[Saved data entries]
^^^^

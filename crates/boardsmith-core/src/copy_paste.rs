//! Deep duplication of element subtrees.

use crate::element::{Element, ElementId};
use crate::scene::Scene;
use std::collections::{HashMap, HashSet};
use uuid::Uuid;

/// Identity map from original element to its duplicate.
#[derive(Debug, Clone, Default)]
pub struct DuplicateMap {
    map: HashMap<ElementId, ElementId>,
}

impl DuplicateMap {
    pub fn get(&self, original: ElementId) -> Option<ElementId> {
        self.map.get(&original).copied()
    }

    /// The duplicate of `id` if it is part of the duplicated set, else `id` itself.
    pub fn remap(&self, id: ElementId) -> ElementId {
        self.get(id).unwrap_or(id)
    }

    pub fn len(&self) -> usize {
        self.map.len()
    }

    pub fn is_empty(&self) -> bool {
        self.map.is_empty()
    }

    fn assign(&mut self, original: ElementId) -> bool {
        if self.map.contains_key(&original) {
            return false;
        }
        self.map.insert(original, Uuid::new_v4());
        true
    }
}

impl Element {
    /// Copy of this element with every reference into the duplicated set remapped.
    ///
    /// Transient state (highlight, glass preview, drag session) is not copied.
    pub fn duplicate(&self, map: &DuplicateMap) -> Element {
        let mut copy = self.clone();
        copy.id = map.remap(self.id);
        copy.parent = self.parent.map(|p| map.remap(p));
        if let Some(children) = copy.children.as_mut() {
            for child in children.iter_mut() {
                *child = map.remap(*child);
            }
        }
        if let Some(observers) = copy.observers.as_mut() {
            for observer in observers.iter_mut() {
                *observer = map.remap(*observer);
            }
        }
        copy.highlighted = false;
        copy.glass = None;
        copy.session = None;
        copy
    }
}

impl Scene {
    /// Deep-copy the subtrees rooted at `roots` and return the copies of the roots.
    ///
    /// Roots nested inside another root are copied once, as part of the outer subtree.
    /// The returned copies are unattached.
    pub fn duplicate(&mut self, roots: &[ElementId]) -> Vec<ElementId> {
        let root_set: HashSet<ElementId> = roots.iter().copied().filter(|&id| self.contains(id)).collect();
        let mut top = Vec::new();
        for &root in roots {
            if root_set.contains(&root)
                && !top.contains(&root)
                && !self.ancestors(root).iter().any(|a| root_set.contains(a))
            {
                top.push(root);
            }
        }

        let mut map = DuplicateMap::default();
        let mut originals = Vec::new();
        for &root in &top {
            for id in self.descendants(root) {
                if map.assign(id) {
                    originals.push(id);
                }
            }
        }

        for original in originals {
            let Some(element) = self.get(original) else {
                continue;
            };
            let mut copy = element.duplicate(&map);
            if top.contains(&original) {
                copy.parent = None;
            }
            self.insert(copy);
        }
        log::debug!("duplicated {} elements from {} roots", map.len(), top.len());
        top.iter().map(|&root| map.remap(root)).collect()
    }
}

^^^^

§ Prompt
Quote exactly the first line of the entries and every line after it, stopping with the line that contains "#[derive(Debug, Clone, Default)]".

§ Output below
filename crates/boardsmith-core/src/copy_paste.rs
//! Deep duplication of element subtrees.

use crate::element::{Element, ElementId};
use crate::scene::Scene;
use std::collections::{HashMap, HashSet};
use uuid::Uuid;

/// Identity map from original element to its duplicate.
#[derive(Debug, Clone, Default)]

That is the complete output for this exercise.